Die Länder sagen, Schulen und Hochschulen seien ohne zentralistischen Dirigismus besser dran. Man werde ja sehen, ob die besten Wissenschaftler lieber nach Bayern oder nach Bremen kommen und wer die klügsten Schüler habe. Offenbar tut es den Ländern aber gut, ab und an mit dem Bund in Konkurrenz zu stehen. Viele Anstöße für die jüngsten Bildungsreformen sind von ihm ausgegangen. Der Bund ist es auch, der allein verhindern kann, dass die armen Bundesländer immer weiter hinter den reichen zurückbleiben. Deshalb ist es ein schwerer Fehler, dass Bundesministerin Edelgard Bulmahn die Finanzierung des Hochschulbaus allein den Ländern überlassen will.
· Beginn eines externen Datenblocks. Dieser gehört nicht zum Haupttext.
use std::path::Path;

use regex::{Regex, RegexBuilder};

use crate::error::{CheckError, Result};
use crate::report::{ReportEntry, ReportSink, Severity};
use crate::rules::php_source::{CleanOptions, clean_php, split_lines};
use crate::rules::{Rule, RuleId, has_extension};

pub const DEFAULT_ENCODINGS: [&str; 9] = [
    "base64_decode",
    "base64_encode",
    "gzinflate",
    "gzdeflate",
    "gzuncompress",
    "gzcompress",
    "str_rot13",
    "convert_uudecode",
    "convert_uuencode",
];

/// Flags lines of PHP code calling encoding/obfuscation functions
#[derive(Debug, Clone)]
pub struct EncodingRule {
    /// `None` when no function names are configured
    pattern: Option<Regex>,
}

impl EncodingRule {
    pub fn new<S: AsRef<str>>(functions: &[S]) -> Result<Self> {
        let alternatives: Vec<String> = functions
            .iter()
            .map(|f| f.as_ref().trim())
            .filter(|f| !f.is_empty())
            .map(regex::escape)
            .collect();

        if alternatives.is_empty() {
            return Ok(Self { pattern: None });
        }

        let pattern = RegexBuilder::new(&alternatives.join("|"))
            .case_insensitive(true)
            .build()
            .map_err(|e| CheckError::Config(format!("Invalid encoding function list: {e}")))?;

        Ok(Self {
            pattern: Some(pattern),
        })
    }

    pub fn with_defaults() -> Self {
        Self::new(&DEFAULT_ENCODINGS).unwrap_or(Self { pattern: None })
    }
}

impl Rule for EncodingRule {
    fn id(&self) -> RuleId {
        RuleId::Encoding
    }

    fn title(&self) -> &'static str {
        "Encoding functions"
    }

    fn applies_to(&self, path: &Path) -> bool {
        has_extension(path, "php")
    }

    fn check(&self, path: &Path, content: &str, sink: &mut dyn ReportSink) {
        let Some(pattern) = &self.pattern else {
            return;
        };

        let original = split_lines(content);
        let cleaned = clean_php(content, CleanOptions::COMMENTS_AND_HTML);

        for (index, line) in split_lines(&cleaned).into_iter().enumerate() {
            let Some(found) = pattern.find(line) else {
                continue;
            };
            let code = original.get(index).copied().unwrap_or(line);
            sink.add_entry(
                ReportEntry::new(
                    path,
                    Severity::Warning,
                    format!("Encoding function {} found", found.as_str()),
                )
                .at_line(index + 1, code),
            );
        }
    }
}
Der Bund wird den Unis fehlen, sie werden zurückfallen. Natürlich will niemand, dass der Bund Details bestimmt, dass mögliche Fehlentscheidungen sich bundesweit potenzieren. Bund und Länder müssen einander in Bildungsfragen vorantreiben und kontrollieren.

Dieses Zusammenspiel funktioniert bislang keineswegs perfekt. Man muss es verbessern, Entscheidungswege verkürzen. Aber Bund und Länder dürfen sich nicht trennen. Die Bildung braucht sie. Beide.